こうして島の暮らしを支える定期運航を重ねていくことで、発災時に即時の対応ができるよう備えているという側面もあります。
ただ、この運航を定着させていくためには、地元人材の操縦者を養成していくことが不可欠だと考えています。より地域に根差した事業体制を築いていくために、今後、運航ノウハウの移管等も順次進めていきたいと考えています」と語っている。
与路島の港に到着する無人ヘリとそれを迎える島民
無人ヘリによって運ばれるのは、医療品や給食食材、新聞など
そんな無人ヘリの定期運航が始まって、思わぬメリットの発見もあった。例えば悪天候等による船舶の欠航は、比較的、早い段階で決定される。その後、気象条件が回復しても出航することはない。

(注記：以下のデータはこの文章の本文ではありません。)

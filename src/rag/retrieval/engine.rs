// Vector retriever: persisted embeddings -> flat index -> top-k -> alias re-rank
use serde::{Deserialize, Serialize};
use std::fmt;
use std::path::Path;
use std::sync::Arc;
use tracing::{debug, info, warn};

use crate::curriculum::ConceptRecord;
use crate::embedding::{Embedder, EmbeddingBundle};
use crate::errors::{QnaError, Result};
use crate::rag::reranking::{AliasMatch, ReRanker};
use crate::rag::retrieval::index::FlatIndex;

/// Search parameters for retrieval
#[derive(Debug, Clone, Serialize, Deserialize)]
pub struct SearchParams {
    /// Maximum number of results to retrieve
    pub top_k: usize,
    /// Results whose raw similarity is below this are dropped before re-ranking
    pub min_score: f32,
}

impl Default for SearchParams {
    fn default() -> Self {
        Self {
            top_k: 5,
            min_score: 0.0,
        }
    }
}

/// One retrieved concept with its scores
#[derive(Debug, Clone, PartialEq, Serialize, Deserialize)]
pub struct SearchResult {
    #[serde(flatten)]
    pub record: ConceptRecord,
    /// Raw inner-product similarity
    pub base_score: f32,
    /// Similarity after alias boost
    pub score: f32,
    /// 1-based position after re-ranking
    pub rank: usize,
    #[serde(default)]
    pub alias_match: AliasMatch,
}

impl SearchResult {
    pub fn new(record: ConceptRecord, base_score: f32, rank: usize) -> Self {
        Self {
            record,
            base_score,
            score: base_score,
            rank,
            alias_match: AliasMatch::None,
        }
    }

    pub fn node_id(&self) -> Option<i64> {
        self.record.node_id
    }
}

/// Anything that can answer a top-k concept search
pub trait Retriever: Send + Sync {
    fn search(&self, query: &str, top_k: usize, min_score: f32) -> Result<Vec<SearchResult>>;
}

/// Lifecycle of a [`VectorRetriever`]
#[derive(Debug, Clone, Copy, PartialEq, Eq, PartialOrd, Ord, Serialize, Deserialize)]
pub enum RetrieverState {
    Unloaded,
    EmbeddingsLoaded,
    IndexBuilt,
    Ready,
}

impl fmt::Display for RetrieverState {
    fn fmt(&self, f: &mut fmt::Formatter<'_>) -> fmt::Result {
        let name = match self {
            RetrieverState::Unloaded => "unloaded",
            RetrieverState::EmbeddingsLoaded => "embeddings loaded",
            RetrieverState::IndexBuilt => "index built",
            RetrieverState::Ready => "ready",
        };
        f.write_str(name)
    }
}

/// Retriever statistics
#[derive(Debug, Clone, Serialize, Deserialize)]
pub struct RetrieverStats {
    pub state: RetrieverState,
    pub model_name: Option<String>,
    pub num_embeddings: usize,
    pub dimension: Option<usize>,
}

/// Exact nearest-neighbour retriever over an embedding bundle.
///
/// `unloaded -> embeddings loaded -> index built -> ready`. Only a ready
/// retriever searches. The index is read-only once built; reloading rebuilds
/// it from scratch.
pub struct VectorRetriever {
    embedder: Arc<dyn Embedder>,
    reranker: ReRanker,
    bundle: Option<EmbeddingBundle>,
    index: Option<FlatIndex>,
    state: RetrieverState,
}

impl VectorRetriever {
    /// Create an unloaded retriever around a query embedder
    pub fn new(embedder: Arc<dyn Embedder>) -> Self {
        Self {
            embedder,
            reranker: ReRanker::new(),
            bundle: None,
            index: None,
            state: RetrieverState::Unloaded,
        }
    }

    pub fn with_reranker(mut self, reranker: ReRanker) -> Self {
        self.reranker = reranker;
        self
    }

    /// Load, index and prepare in one step
    pub fn open(path: &Path, embedder: Arc<dyn Embedder>) -> Result<Self> {
        let mut retriever = Self::new(embedder);
        retriever.load(path)?;
        retriever.build_index()?;
        retriever.prepare()?;
        Ok(retriever)
    }

    /// Same as [`VectorRetriever::open`] for a bundle already in memory
    pub fn from_bundle(bundle: EmbeddingBundle, embedder: Arc<dyn Embedder>) -> Result<Self> {
        let mut retriever = Self::new(embedder);
        retriever.load_bundle(bundle)?;
        retriever.build_index()?;
        retriever.prepare()?;
        Ok(retriever)
    }

    pub fn state(&self) -> RetrieverState {
        self.state
    }

    pub fn is_ready(&self) -> bool {
        self.state == RetrieverState::Ready
    }

    /// Read a persisted bundle. On failure the retriever is left unloaded.
    pub fn load(&mut self, path: &Path) -> Result<()> {
        match EmbeddingBundle::load(path) {
            Ok(bundle) => self.load_bundle(bundle),
            Err(e) => {
                warn!(path = %path.display(), error = %e, "Failed to load embeddings");
                self.reset();
                Err(e)
            }
        }
    }

    pub fn load_bundle(&mut self, bundle: EmbeddingBundle) -> Result<()> {
        if let Err(e) = bundle.validate() {
            self.reset();
            return Err(e);
        }

        info!(
            vectors = bundle.len(),
            model = %bundle.model_name,
            "Embeddings loaded"
        );
        self.bundle = Some(bundle);
        self.index = None;
        self.state = RetrieverState::EmbeddingsLoaded;
        Ok(())
    }

    /// Build the flat inner-product index from the loaded vectors
    pub fn build_index(&mut self) -> Result<()> {
        let bundle = match (&self.bundle, self.state) {
            (Some(bundle), state) if state >= RetrieverState::EmbeddingsLoaded => bundle,
            _ => return Err(QnaError::RetrieverNotReady(self.state.to_string())),
        };

        let index = FlatIndex::from_vectors(bundle.dimension, &bundle.embeddings)?;
        debug!(rows = index.len(), dimension = index.dimension(), "Index built");

        self.index = Some(index);
        self.state = RetrieverState::IndexBuilt;
        Ok(())
    }

    /// Confirm the query embedder matches the corpus model, then go ready
    pub fn prepare(&mut self) -> Result<()> {
        if self.state < RetrieverState::IndexBuilt {
            return Err(QnaError::RetrieverNotReady(self.state.to_string()));
        }
        let bundle = self
            .bundle
            .as_ref()
            .ok_or_else(|| QnaError::RetrieverNotReady(self.state.to_string()))?;

        if bundle.model_name != self.embedder.model_name() {
            return Err(QnaError::ModelMismatch {
                corpus: bundle.model_name.clone(),
                query: self.embedder.model_name().to_string(),
            });
        }
        if bundle.dimension != self.embedder.dimension() {
            return Err(QnaError::DimensionMismatch {
                index: 0,
                expected: bundle.dimension,
                actual: self.embedder.dimension(),
            });
        }

        self.state = RetrieverState::Ready;
        Ok(())
    }

    /// Top-k concepts for `query`, alias re-ranked
    pub fn search(&self, query: &str, top_k: usize, min_score: f32) -> Result<Vec<SearchResult>> {
        let (bundle, index) = match (&self.bundle, &self.index, self.state) {
            (Some(bundle), Some(index), RetrieverState::Ready) => (bundle, index),
            _ => return Err(QnaError::RetrieverNotReady(self.state.to_string())),
        };

        let query_text = query.trim().to_lowercase();
        if query_text.is_empty() {
            return Ok(Vec::new());
        }

        let query_vector = self.embedder.embed(&query_text)?;
        let hits = index.search(&query_vector, top_k)?;

        let results: Vec<SearchResult> = hits
            .into_iter()
            .filter(|(_, score)| *score >= min_score)
            .filter_map(|(row, score)| {
                bundle
                    .records
                    .get(row)
                    .map(|record| (record.clone(), score))
            })
            .enumerate()
            .map(|(i, (record, score))| SearchResult::new(record, score, i + 1))
            .collect();

        debug!(query = %query, hits = results.len(), "Search complete");
        Ok(self.reranker.rerank(query, results))
    }

    /// Search with a parameter struct
    pub fn search_with_params(&self, query: &str, params: &SearchParams) -> Result<Vec<SearchResult>> {
        self.search(query, params.top_k, params.min_score)
    }

    pub fn records(&self) -> &[ConceptRecord] {
        self.bundle
            .as_ref()
            .map(|b| b.records.as_slice())
            .unwrap_or(&[])
    }

    pub fn stats(&self) -> RetrieverStats {
        RetrieverStats {
            state: self.state,
            model_name: self.bundle.as_ref().map(|b| b.model_name.clone()),
            num_embeddings: self.bundle.as_ref().map(|b| b.len()).unwrap_or(0),
            dimension: self.bundle.as_ref().map(|b| b.dimension),
        }
    }

    fn reset(&mut self) {
        self.bundle = None;
        self.index = None;
        self.state = RetrieverState::Unloaded;
    }
}

impl Retriever for VectorRetriever {
    fn search(&self, query: &str, top_k: usize, min_score: f32) -> Result<Vec<SearchResult>> {
        VectorRetriever::search(self, query, top_k, min_score)
    }
}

一方、船舶の約半分の30分程度で島に到着する無人ヘリは、フライトの直前までその判断を待つことができる。現在、無人ヘリが運んでいる物資の中には奄美大島で調合された島民のための処方薬なども含まれており、こうした長所も、災害時などでは大きな力となる。
南北約200キロの洋上に大小の島々が点在する奄美群島。しかし災害時、集落孤立化等が懸念されるのは与路島と請島だけではない。AID社では、ドローンを活用して島の暮らしを支える”離島モデル”を、奄美群島全体に展開していくことも見据えている。